The pressed steel and helical piles showed the greatest amount of deflection in reaching their ultimate load. These results mirror this engineer’s own personal experience in using helical piles for remedial work on foundations of houses. The pressure that was required to “seat” the helical piles prior to applying a load to lift a house appears to be similar to these test results. The amount of deflection recorded for this test, however, was much less than this engineer has witnessed in previous observations. This difference in deflection was probably the result of a connection method used by a different supplier where a looser connection separated slightly as the helix pulled the bar into the ground and created tension in the stem, which was then compressed downward when a load was applied.

It should be noted that the design engineer must consider the amount of deflection recorded to get to ultimate capacity in this underpinning system when deciding to use helical piles for new construction since there is no opportunity to “seat” the pile prior to receiving the building load.

It is also obvious that the pressed steel pile records a considerable amount of deflection prior to reaching its ultimate strength, which is probably the result of a small diameter piling and much less material skin friction than concrete elements. The pressed concrete pilings showed similar deflection behavior to the drilled piers. Therefore, it appears that material skin friction is a key element in side friction of a piling in clay soil.

Summary and Conclusions

Introduction

Foundation distress and subsequent failure will continue to be a problem for homeowners, especially when they are built in expansive clay soils. As a result, underpinning to mitigate deflection problems for slab-on-grade foundations in contact with these expansive soils will continue to be remedial measures adapted in the field. Because of the wide spread use of piers, piling and helical piers, this research was undertaken to address the axial load transfer mechanisms in these foundations. This research will be helpful to provide insights to the practitioner, engineers and homeowners while deciding the proper method of underpinnings for foundation repairs.
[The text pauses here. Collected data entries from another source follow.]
//! # dbcp
//!
//! Statement caching and idle reduction for database connection pools.
//!
//! Raw driver statements are handed out through [`StatementProxy`], which
//! makes `close` logical: a cached statement goes back to its connection's
//! [`StatementCache`] and the next caller preparing the same
//! [`StatementKey`] gets it without a server round trip. Proxies time every
//! execution and report slow ones to a [`SlowQueryListener`].
//!
//! A [`PoolReducer`] samples a pool's idle count and periodically asks the
//! pool to destroy the objects that stayed idle; [`Pool`] is a reference
//! pool wiring it up.

pub mod cache;
pub mod connection;
pub mod error;
pub mod key;
pub mod listener;
pub mod pool;
pub mod proxy;
pub mod reducer;
pub mod slot;
pub mod statement;
pub mod testing;

pub use cache::{Registration, StatementCache};
pub use connection::CachingConnection;
pub use error::{Error, Result};
pub use key::{ParamType, StatementKey, StatementMethod};
pub use listener::{ExceptionListener, SlowQuery, SlowQueryListener, TracingSlowQueryLog};
pub use pool::{Manager, Pool, PoolConfig, PoolStats, Pooled};
pub use proxy::{ProxySettings, StatementProxy, prepare_cached};
pub use reducer::{ObjectPool, PoolReducer, ReducerConfig, ReducerState};
pub use slot::{Evicted, SlotState, StatementSlot};
pub use statement::{Connection, ExecuteOutcome, QueryResult, Statement, Value, to_sql_string};
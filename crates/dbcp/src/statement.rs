//! Driver-facing statement and connection traits.
//!
//! [`Statement`] is the operation surface of a raw database statement. The
//! pool never talks to a driver directly: it wraps raw statements in
//! [`StatementProxy`](crate::proxy::StatementProxy), which implements the same
//! trait so callers cannot tell a reused statement from a fresh one.

use std::fmt;
use std::time::Duration;

use async_trait::async_trait;

use crate::error::Result;
use crate::key::StatementKey;

/// A bound parameter value.
#[derive(Debug, Clone, PartialEq)]
pub enum Value {
    /// SQL `NULL`.
    Null,
    /// Boolean value.
    Bool(bool),
    /// Integer value.
    Int(i64),
    /// Floating point value.
    Double(f64),
    /// Text value.
    Text(String),
    /// Binary value.
    Bytes(Vec<u8>),
}

impl fmt::Display for Value {
    fn fmt(&self, f: &mut fmt::Formatter<'_>) -> fmt::Result {
        match self {
            Self::Null => f.write_str("NULL"),
            Self::Bool(b) => write!(f, "{b}"),
            Self::Int(i) => write!(f, "{i}"),
            Self::Double(d) => write!(f, "{d}"),
            Self::Text(s) => write!(f, "'{s}'"),
            Self::Bytes(b) => write!(f, "<{} bytes>", b.len()),
        }
    }
}

/// Rows returned by a query.
#[derive(Debug, Clone, Default, PartialEq)]
pub struct QueryResult {
    /// Column names, in select order.
    pub columns: Vec<String>,
    /// Row values, one inner vector per row.
    pub rows: Vec<Vec<Value>>,
}

impl QueryResult {
    /// A result with no columns and no rows.
    #[must_use]
    pub fn empty() -> Self {
        Self::default()
    }
}

/// Outcome of a generic `execute` call.
#[derive(Debug, Clone, PartialEq)]
pub enum ExecuteOutcome {
    /// The statement produced rows.
    Rows(QueryResult),
    /// The statement updated rows.
    Updated(u64),
}

/// Operation surface of a database statement.
///
/// Lifecycle operations are `close`, `cancel` and `is_closed`; every
/// `execute*` method runs the statement on the server. The remaining methods
/// adjust statement options.
#[async_trait]
pub trait Statement: Send + Sync + 'static {
    /// The SQL text this statement was created for.
    fn sql(&self) -> Result<&str>;

    /// Execute the statement, returning rows or an update count.
    async fn execute(&self, params: &[Value]) -> Result<ExecuteOutcome>;

    /// Execute the statement as a query.
    async fn execute_query(&self, params: &[Value]) -> Result<QueryResult>;

    /// Execute the statement as an update, returning the affected row count.
    async fn execute_update(&self, params: &[Value]) -> Result<u64>;

    /// Execute the statement once per parameter set.
    async fn execute_batch(&self, batch: &[Vec<Value>]) -> Result<Vec<u64>>;

    /// Ask the server to abandon the statement's in-flight operation.
    async fn cancel(&self) -> Result<()>;

    /// Release the statement on the server.
    async fn close(&self) -> Result<()>;

    /// Whether the statement is closed.
    fn is_closed(&self) -> bool;

    /// Hint for the number of rows fetched per round trip.
    fn set_fetch_size(&self, rows: usize) -> Result<()>;

    /// Limit the time a single execution may take on the server.
    fn set_query_timeout(&self, timeout: Option<Duration>) -> Result<()>;

    /// Clear bound parameter state.
    fn clear_parameters(&self) -> Result<()>;

    /// Warnings reported by the server since the last clear.
    fn warnings(&self) -> Result<Vec<String>>;

    /// Discard reported warnings.
    fn clear_warnings(&self) -> Result<()>;
}

/// A raw database connection that can create statements.
#[async_trait]
pub trait Connection: Send + Sync {
    /// Raw statement type produced by this connection.
    type Statement: Statement;

    /// Create a raw statement for `key`.
    async fn prepare(&self, key: &StatementKey) -> Result<Self::Statement>;
}

/// Render SQL text and bound values for diagnostics.
///
/// Produces `SELECT * FROM t WHERE id = ?` or, with parameters,
/// `SELECT * FROM t WHERE id = ? -- Parameters: [42]`.
pub fn to_sql_string(sql: &str, params: &[Value]) -> String {
    if params.is_empty() {
        return sql.to_string();
    }
    let rendered: Vec<String> = params.iter().map(ToString::to_string).collect();
    format!("{sql} -- Parameters: [{}]", rendered.join(", "))
}
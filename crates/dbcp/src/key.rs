//! Statement cache keys.
//!
//! A [`StatementKey`] identifies a prepared statement by the operation that
//! produced it: the SQL text, the creation method and the declared parameter
//! types. Two requests with equal keys can share one raw statement.

use std::fmt;

/// How a raw statement was created on its connection.
#[derive(Debug, Clone, Copy, PartialEq, Eq, Hash)]
pub enum StatementMethod {
    /// A plain, unprepared statement.
    Create,
    /// A prepared statement.
    Prepare,
    /// A prepared statement returning generated keys.
    PrepareWithKeys,
    /// A stored-procedure call.
    PrepareCall,
}

impl StatementMethod {
    /// Driver-facing name of the creation method.
    #[must_use]
    pub fn as_str(self) -> &'static str {
        match self {
            Self::Create => "createStatement",
            Self::Prepare => "prepareStatement",
            Self::PrepareWithKeys => "prepareStatementWithKeys",
            Self::PrepareCall => "prepareCall",
        }
    }
}

impl fmt::Display for StatementMethod {
    fn fmt(&self, f: &mut fmt::Formatter<'_>) -> fmt::Result {
        f.write_str(self.as_str())
    }
}

/// Declared type of a statement parameter.
#[derive(Debug, Clone, PartialEq, Eq, Hash)]
pub enum ParamType {
    /// Boolean parameter.
    Bool,
    /// 32-bit integer parameter.
    Int,
    /// 64-bit integer parameter.
    BigInt,
    /// Floating point parameter.
    Double,
    /// Text parameter.
    Text,
    /// Binary parameter.
    Bytes,
    /// Timestamp parameter.
    Timestamp,
    /// Driver-specific type, identified by name.
    Other(String),
}

/// Immutable identity of a cached statement.
///
/// Equal iff the SQL text, the creation method and the ordered parameter
/// types are all equal.
#[derive(Debug, Clone, PartialEq, Eq, Hash)]
pub struct StatementKey {
    sql: String,
    method: StatementMethod,
    param_types: Vec<ParamType>,
}

impl StatementKey {
    /// Create a key from its three components.
    pub fn new(
        sql: impl Into<String>,
        method: StatementMethod,
        param_types: impl Into<Vec<ParamType>>,
    ) -> Self {
        Self {
            sql: sql.into(),
            method,
            param_types: param_types.into(),
        }
    }

    /// Key for a prepared statement without declared parameter types.
    pub fn prepared(sql: impl Into<String>) -> Self {
        Self::new(sql, StatementMethod::Prepare, Vec::new())
    }

    /// The SQL text.
    #[must_use]
    pub fn sql(&self) -> &str {
        &self.sql
    }

    /// The creation method.
    #[must_use]
    pub fn method(&self) -> StatementMethod {
        self.method
    }

    /// The declared parameter types, in order.
    #[must_use]
    pub fn param_types(&self) -> &[ParamType] {
        &self.param_types
    }
}

impl fmt::Display for StatementKey {
    fn fmt(&self, f: &mut fmt::Formatter<'_>) -> fmt::Result {
        write!(f, "{}({:?}, {:?})", self.method, self.sql, self.param_types)
    }
}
It should also be mentioned that the research results and conclusions can be further corroborated by conducting additional studies on different expansive soil sites.

The major conclusions and summary information from the present study are summarized in the following section.

Summary and Conclusions

The following conclusions and summary information was obtained from this research conducted on six different underpinning systems installed in an expansive soil zone.

Summary

1. Predictions of axial compression capacity of the drilled shafts, belled piers and augercast piles were close to measured capacities. Hence, the pier or pile capacity procedures using the FHWA-IF-99-025 design manual (FHWA 1999) are considered reliable methods for estimations of axial capacities of these foundations in expansive soil media.

2. Use of a 60° layout plan for field testing of large numbers of piers and piles was proven to be effective and efficient in the field load testing operation.

Conclusions

1. There was a negligible difference between ultimate axial compression capacity in the straight drilled shafts and augercast piles. The skin friction allowance for the drilled shafts should be the same as the one allowed for augercast piles in clay soil. Also, the deflection readings at ultimate capacity were slightly greater for the augercast pile than for the straight or belled shaft. This difference may be attributed to construction procedures in that the augercast pile normally does not produce a clean bottom surface whereas in a drilled shaft, the bottom surface can be inspected before placing concrete by either looking in the hole or running a camera in the case of open holes and by probing when pouring under slurry.

2. There was a negligible difference in ultimate axial compression capacities of the majority of drilled underpinnings between ‘dry to wet’ and ‘wet to dry’ seasonal conditions. While shear strength in upper layers did increase while going from ‘wet to dry’ season, drying induced soil shrinkage from the pier/pile (near surface) might have mitigated the increases in axial capacity.

3. Time of soil sampling has a major bearing on predicted axial compression capacity. If insitu or soil sampling tests is made during the dry season, shear strength parameters might have been increased for upper clayey layers due to desiccation related drying. Conversely, the wet season strength parameters are low and may provide lower, but conservative design parameters.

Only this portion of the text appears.